Bug Description
The gateway MEDIA: extraction path can treat a MEDIA:/... string embedded inside serialized tool/search-result text as a real outbound attachment directive. In a Telegram gateway turn, this can cause an unrelated/stale image from prior session-search context to be sent as a native photo even though the final assistant reply did not intentionally attach anything.
This is distinct from existing MEDIA delivery issues such as:
Here the problem is the opposite direction: an internal/quoted MEDIA: occurrence can be over-extracted and delivered.
Observed Behavior
In a Telegram gateway session, after a long diagnostic turn involving session_search, the final visible answer contained no MEDIA: tag and no markdown image. However, the gateway still sent one photo attachment immediately after the answer.
Sanitized log shape:
response ready: platform=telegram ... response=1278 chars
Suppressing normal final send ... final delivery already confirmed (streamed=True ... content_delivered=True)
Skipping unsafe MEDIA directive path outside allowed roots
Skipping unsafe MEDIA directive path outside allowed roots
Skipping unsafe MEDIA directive path outside allowed roots
[Telegram] Sending media group of 1 photo(s) (chunk 1/1)
The stored final assistant message contained no MEDIA: and no markdown image:
MEDIA occurrences []
markdown images []
But one of the tool results in the same turn contained a serialized historical search hit with an old media-delivery line, e.g.:
{"content":"... MEDIA:/Users/example/.hermes/media/generated/old-result.png\\n ..."}
That stale path was then interpreted as an attachment candidate and delivered if it passed media-path validation.

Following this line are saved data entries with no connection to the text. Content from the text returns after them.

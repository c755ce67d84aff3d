mod ollama;

pub use ollama::OllamaGenerator;

use async_trait::async_trait;

use crate::error::Result;

#[derive(Debug, Clone, Copy, PartialEq, Eq, Default)]
pub enum ResponseFormat {
    #[default]
    Text,
    Json,
}

/// A single chat-style generation call: one system instruction, one user message.
#[derive(Debug, Clone)]
pub struct GenerationRequest {
    pub system: String,
    pub user: String,
    pub format: ResponseFormat,
}

impl GenerationRequest {
    pub fn text(system: impl Into<String>, user: impl Into<String>) -> Self {
        Self {
            system: system.into(),
            user: user.into(),
            format: ResponseFormat::Text,
        }
    }

    pub fn json(system: impl Into<String>, user: impl Into<String>) -> Self {
        Self {
            format: ResponseFormat::Json,
            ..Self::text(system, user)
        }
    }
}

/// Generation backend. Output is returned verbatim.
#[async_trait]
pub trait Generator: Send + Sync {
    async fn generate(&self, request: &GenerationRequest) -> Result<String>;
    fn model_name(&self) -> &str;
    async fn health_check(&self) -> Result<()>;
}
use clap::{Parser, Subcommand};
use std::path::PathBuf;

#[derive(Parser, Debug)]
#[command(
    name = "clauselens",
    version,
    about = "Index contracts clause by clause and answer questions grounded in them"
)]
pub struct Args {
    /// Configuration file (defaults to ./clauselens.toml when present)
    #[arg(long, global = true)]
    pub config: Option<PathBuf>,

    /// Storage root for documents, indexes and records
    #[arg(long, global = true)]
    pub storage: Option<PathBuf>,

    /// Enable debug logging
    #[arg(short, long, global = true)]
    pub verbose: bool,

    #[command(subcommand)]
    pub command: Command,
}

#[derive(Subcommand, Debug)]
pub enum Command {
    /// Store an extracted contract text file and print its document id
    Ingest {
        /// Plain-text contract file
        file: PathBuf,
    },

    /// Segment, embed, index and annotate a document
    Process {
        /// Document id printed by `ingest`
        id: String,
    },

    /// Ask a question answered only from the document's clauses
    Query {
        id: String,
        question: String,

        /// Number of clauses to retrieve (defaults to retrieval.top_k)
        #[arg(short = 'k', long = "top-k")]
        k: Option<usize>,

        /// Print the answer and sources as JSON
        #[arg(long)]
        json: bool,
    },

    /// Show whether a document has been processed
    Status {
        id: String,

        #[arg(long)]
        json: bool,
    },

    /// Show the extracted clause records of a processed document
    Records {
        id: String,

        #[arg(long)]
        json: bool,
    },

    /// Check that the embedding and generation backends are reachable
    Check,
}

Minimal Reproduction Shape
Current extractor shape is too permissive because it can match MEDIA: inside serialized JSON/text, not just standalone final-response directives.
from gateway.platforms.base import BasePlatformAdapter
content = r'{"content":"previous reply MEDIA:/Users/example/.hermes/media/generated/stale.png\\nnot an attachment"}'
media, cleaned = BasePlatformAdapter.extract_media(content)
print(media)
Actual Behavior
extract_media() treats the embedded text as a real attachment directive and returns a media tuple for stale.png.
Expected Behavior
Only explicit outbound attachment directives should be extracted. A MEDIA: occurrence embedded inside JSON/tool results/quoted historical session text should remain plain text and should not trigger native upload.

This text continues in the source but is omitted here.